第七章 大和川付け替えと新田 その二
当時の貨幣事情を説明します。人の営みや経済事情は、驚くほど今の状況と似通っています。
時代に関係なく、人は景気や物価、天災や天候不順に悩まされ、官僚たちが四苦八苦して
国政を工夫する姿を見ることができます。
次いで、財政のプロフェッショナルとして 、貨幣改鋳に踏み切る。
家康の時代には豊臣から奪った財宝が、潤沢にあった。
ところが綱吉のころには、徳川幕府の財源は、底をついている。
綱吉の贅沢好きのせいとよく言われているが、綱吉は勉学好きで、それほどひどい将軍ではないようだ。
むしろ、戦争のない平和で急激に増加した人口や大きくなった都市の発展に、対応しきれなくなったが正解だろう。
この財源不足問題を解決したのが、管理通貨制度に通じる勘定方重秀の政策だった。
管理通貨制度とは、国家の信用に裏付けされた貨幣を発行し管理する制度の事である。
例えば私たちが使っているお札は、謂わばただの紙切れだ。非常に高価な品質の紙切れだが……じゃ、何故物が買えるのか?
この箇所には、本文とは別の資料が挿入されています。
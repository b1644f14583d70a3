use std::collections::HashSet;
use std::path::PathBuf;

/// Set of known dictionary headwords
pub trait Lexicon: Send + Sync {
    /// Exact membership test
    fn contains(&self, word: &str) -> bool;

    /// Number of known words
    fn len(&self) -> usize;

    fn is_empty(&self) -> bool {
        self.len() == 0
    }
}

impl Lexicon for HashSet<String> {
    fn contains(&self, word: &str) -> bool {
        HashSet::contains(self, word)
    }

    fn len(&self) -> usize {
        HashSet::len(self)
    }
}

#[derive(Debug, thiserror::Error)]
pub enum LoadError {
    #[error("File not found: {}", .0.display())]
    FileNotFound(PathBuf),

    #[error("Invalid format in {}: {source}", path.display())]
    InvalidFormat {
        path: PathBuf,
        #[source]
        source: serde_json::Error,
    },

    #[error("IO error reading {}: {source}", path.display())]
    IoError {
        path: PathBuf,
        #[source]
        source: std::io::Error,
    },
}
日本政府が保証しているからだが、これを信用通貨という。
簡単に言えば、日本国の信用で、紙切れを使って外国製品や国内製品を買って生活している。
この紙切れが、日本銀行が発行する銀行券となる。
発行量で円高円安の調整もしているので、分かりやすいとおもう。
二十世紀初めのケインズ経済学の理論だそうだ。
昔の教科書に、重秀は貨幣価値を下げその浮いた金で、私腹を肥やした悪官吏とされているものもある。
今では、世界的にもいち早く管理通貨制を理解した先駆者として、評価されるようになっている。
重秀によると、「通貨は国家が作るものだから、瓦礫でも通貨にしようと思えばできるだろう。この銭は品質は悪いが、紙幣よりましだ。」と言ったそうだ。 (「通貨の日本史」より抜粋)
日本は確かに一時期、経済理論の先進国だったということになる。
余談だが、現在の東大寺大仏殿の再建を主導したのも重秀だった。
但し予算が足りず、重秀も大仏が入りゃいいんじゃねと、今の大仏の大きさキチキチサイズの大仏殿になってしまった。
いや、元の大仏殿の大きさはどれだけ大きかったの?これで十分だろう!突っ込みたくなった。
何事も物事はスムーズには進まない。出る杭は打たれる。
活躍する主人公の前に、障害が立ちはだかるのは定石。
彼の前に一人の朱子学者、新井白石が、立ちふさがることになる。
貨幣の価値を下げてはならないという家康の遺言を逆手にとって、徹底的に重秀をこき下ろし失脚させた。
金にこだわるのは、卑しいもののすることである。
この儒教の考えにとらわれた学者上がりの政治家は、近代経済を理解しなかった。
こうして、明治維新まで、日本の金融政策は停滞することとなる…という事もなく。
日本の貨幣制度は計らずも、近代通貨制度へと移っていく事となる。
重秀の貨幣改鋳政策は、事実うまく進まなかった。
資金力のある大商人が、金の含有量が多い旧金貨を手放すはずがない。
彼らは手持ちの金貨を、新貨幣と交換しようとはせずにため込んだ。
金の含有量の低い新貨幣の流通は遅々として進まず、代わって各藩が保証する藩札が急速に広まっていく。
こうして経済という面で、この国は意図せず、信用通貨制度に移行…ソフトランデイングしていた。
そりゃあ、明治に入って、円のお札の流通がスムーズにいくわけである。
西洋諸国より、信用貨幣のお札に慣れているかもしれない。(諸説あります。)
ケインズ経済学!経済の毛の字も知らない私が経済を語っています。
お耳汚しでスミマセン。
ここにあげた「勘定奉行荻原重秀の生涯」(村井淳志著)や「通貨の日本史」(高木久史著)から、いろいろ学ばせていただきました。
そこで感動するのは、日本の官僚の優秀さ!です。実は新井白石もお札の重要性には、気づいていたそうです。
暫く重秀にお付き合い願います。